M. Sc. (Eng) Juha Näkki has been the Company's President and CEO from the beginning of 2012. The CEO is responsible for managing the Group's day-to-day operations in accordance with the rules and instructions issued by the Board of Directors. The CEO may take measures that are unusual and far-reaching with regard to the scope and nature of the Company's operations, but only with authorization from the Board of Directors. The CEO is responsible for ensuring that the Company's accounting complies with the applicable legislation and that its asset management is arranged in a reliable manner. The CEO attends the Board meetings, but he is not a member of the Board of Directors. The CEO also participates in the work of Board Committees. The parent Company's CEO, furthermore, acts as the Group's Chief Executive Officer.

A written CEO agreement, approved by the Board, has been drawn up for the CEO. The Board of Directors appoints the CEO and terminates this employment as well as monitors the CEO's activities.

Further information on CEO Juha Näkki is available on the Company's website www.etteplan.com.

Further information on the remuneration of the CEO in the financial period 2023 is available in the separate Remuneration Report for Governing Bodies 2023 published by the Company on the Company's website www.etteplan.com. The Remuneration Report for Governing Bodies will be presented annually to the Annual General Meeting.

MANAGEMENT GROUP

The CEO appoints members to the Management Group who are appropriate from the standpoint of line operations. The Management Group assists the CEO and also develops and monitors all matters entrusted to the Company's management, including those connected with the Group and business unit strategies, acquisitions, and major capital expenditures, divestments, the Company's image, monthly reporting, interim and half year financial reports and financial statements, corporate responsibility, investor relations, and the main principles of the human resource policy. The Board of Directors approves the appointment of the Management Group members.
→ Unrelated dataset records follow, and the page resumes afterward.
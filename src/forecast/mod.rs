//! Forecast sources and the wire format of carbon-intensity records.
//!
//! Records arrive as strings exactly as the GB carbon-intensity service
//! publishes them. [`parse_records`] turns them into
//! [`ForecastBucket`](crate::slots::ForecastBucket)s, skipping any whose
//! timestamps cannot be parsed.

#[cfg(feature = "api")]
pub mod client;
pub mod synthetic;

use chrono::{DateTime, NaiveDateTime, Utc};
use serde::{Deserialize, Deserializer, Serialize};
use tracing::warn;

use crate::error::{ForecastError, ForecastResult};
use crate::slots::ForecastBucket;

#[cfg(feature = "api")]
pub use client::CarbonIntensityClient;
pub use synthetic::SyntheticForecast;

/// Public endpoint of the GB carbon-intensity service.
pub const DEFAULT_BASE_URL: &str = "https://api.carbonintensity.org.uk";

/// Minute-resolution UTC layout used by the carbon-intensity service.
pub const TIMESTAMP_FORMAT: &str = "%Y-%m-%dT%H:%MZ";

/// One forecast period as published by the carbon-intensity service.
///
/// A missing or `null` timestamp decodes as an empty string so the record
/// is dropped by [`parse_records`] instead of failing the whole batch.
#[derive(Debug, Clone, PartialEq, Eq, Serialize, Deserialize)]
pub struct ForecastRecord {
    /// Period start, e.g. `"2024-03-01T09:00Z"`.
    #[serde(default, deserialize_with = "string_or_empty")]
    pub from: String,
    /// Period end.
    #[serde(default, deserialize_with = "string_or_empty")]
    pub to: String,
    /// Forecast and (once known) actual intensity.
    pub intensity: IntensityReading,
}

/// Intensity values attached to a [`ForecastRecord`].
#[derive(Debug, Clone, PartialEq, Eq, Serialize, Deserialize)]
pub struct IntensityReading {
    /// Forecast intensity (gCO2/kWh).
    pub forecast: i32,
    /// Measured intensity, absent for future periods.
    #[serde(default, skip_serializing_if = "Option::is_none")]
    pub actual: Option<i32>,
    /// Qualitative band such as `"low"` or `"high"`.
    #[serde(default, skip_serializing_if = "Option::is_none")]
    pub index: Option<String>,
}

fn string_or_empty<'de, D>(deserializer: D) -> Result<String, D::Error>
where
    D: Deserializer<'de>,
{
    Ok(Option::<String>::deserialize(deserializer)?.unwrap_or_default())
}

/// Envelope of the service's forecast response.
#[derive(Debug, Clone, Serialize, Deserialize)]
pub struct ForecastResponse {
    pub data: Vec<ForecastRecord>,
}

impl ForecastRecord {
    /// Parses both timestamps into a bucket.
    ///
    /// The bucket is not checked for `to > from`; the selector filters those.
    ///
    /// # Errors
    ///
    /// Returns [`ForecastError::Timestamp`] naming the first field that fails
    /// to parse.
    pub fn to_bucket(&self) -> ForecastResult<ForecastBucket> {
        let from = parse_timestamp(&self.from).ok_or_else(|| ForecastError::Timestamp {
            field: "from",
            value: self.from.clone(),
        })?;
        let to = parse_timestamp(&self.to).ok_or_else(|| ForecastError::Timestamp {
            field: "to",
            value: self.to.clone(),
        })?;
        Ok(ForecastBucket::new(from, to, self.intensity.forecast))
    }
}

/// Buckets parsed from a batch of records.
#[derive(Debug, Clone, Default)]
pub struct ParsedForecast {
    /// Successfully parsed buckets, in input order.
    pub buckets: Vec<ForecastBucket>,
    /// Number of records dropped for unparsable timestamps.
    pub skipped: usize,
}

/// Parses records into buckets, skipping (and logging) unparsable ones.
pub fn parse_records(records: &[ForecastRecord]) -> ParsedForecast {
    let mut parsed = ParsedForecast {
        buckets: Vec::with_capacity(records.len()),
        skipped: 0,
    };
    for record in records {
        match record.to_bucket() {
            Ok(bucket) => parsed.buckets.push(bucket),
            Err(e) => {
                warn!(error = %e, "skipping forecast record");
                parsed.skipped += 1;
            }
        }
    }
    parsed
}

/// Parses the service layout, falling back to RFC 3339.
pub fn parse_timestamp(s: &str) -> Option<DateTime<Utc>> {
    NaiveDateTime::parse_from_str(s, TIMESTAMP_FORMAT)
        .map(|naive| naive.and_utc())
        .or_else(|_| DateTime::parse_from_rfc3339(s).map(|dt| dt.with_timezone(&Utc)))
        .ok()
}

/// Formats a timestamp in the service layout.
pub fn format_timestamp(ts: &DateTime<Utc>) -> String {
    ts.format(TIMESTAMP_FORMAT).to_string()
}

/// Forecast data that is available without network access.
#[derive(Debug, Clone)]
pub enum LocalForecast {
    /// Records loaded up front, e.g. from a JSON file.
    Static(Vec<ForecastRecord>),
    /// Seeded synthetic forecast.
    Synthetic(SyntheticForecast),
}

impl LocalForecast {
    /// Returns the forecast records.
    pub fn records(&self) -> Vec<ForecastRecord> {
        match self {
            Self::Static(records) => records.clone(),
            Self::Synthetic(forecast) => forecast.generate(),
        }
    }
}

/// Where forecast data comes from when serving requests.
#[cfg(feature = "api")]
#[derive(Debug, Clone)]
pub enum ForecastProvider {
    /// Live forecast from the carbon-intensity service.
    Remote(CarbonIntensityClient),
    /// Static or synthetic forecast.
    Local(LocalForecast),
}

#[cfg(feature = "api")]
impl ForecastProvider {
    /// Fetches the current forecast records.
    ///
    /// # Errors
    ///
    /// Returns a [`ForecastError`] if the remote request fails.
    pub async fn fetch(&self) -> ForecastResult<Vec<ForecastRecord>> {
        match self {
            Self::Remote(client) => client.fetch_forecast(Utc::now()).await,
            Self::Local(local) => Ok(local.records()),
        }
    }
}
The members of the Management Group report to the President and CEO.

Etteplan Oyj's Management Group in the financial year 2023

Occupation Born Education Member since Shareholding (31 Dec 2023)
Juha Näkki President and CEO, Chairman of the Management Group 1973 M.Sc. (Eng.) 2008 107,739 shares
Per-Anders Gådin Senior Vice President, M&A and Business Development 1965 M.Sc. (EP), BBA 2009 13,182 shares
Petri Ikonen Senior Vice President, Solutions & Technologies 1964 B.Sc. (Eng.) 2015 7,297 shares
Helena Kukkonen CFO 1972 M.Sc. (Econ And Bus Admin) 2021 2,956 shares
Jukka Lahtinen Senior Vice President, Global Sales 1963 B.Sc. (Eng.) 2019 7,689 shares
Veikko Lamminen Senior Vice President, Operational Excellence 1960 B.Sc. ( Eng.) 2012 13,524 shares
Tero Leppänen Senior Vice President, Software and Embedded Solutions 1974 M.Sc. (Computer Science),
B.Sc. (Electronics and Information Technology)
2022 2,446 shares
Riku Riikonen Senior Vice President, Engineering Solutions 1977 M.Sc. (Eng.) 2015 2,353 shares
Outi Torniainen Senior Vice President, Marketing and Communications 1965 B.Sc. (Communications) 2016 8,563 shares
Minna Tornikoski Senior Vice President, HR 1970 M.Sc. (Industrial Engineering & Management) 2019 4,549 shares
Mikael Vatn Senior Vice President, Technical Communication
Solutions
1967 B.Sc. (Eng.), MBA 2012 12,856 shares

The ownerships are listed as per December 31, 2023 and include shares possibly owned by controlled entities.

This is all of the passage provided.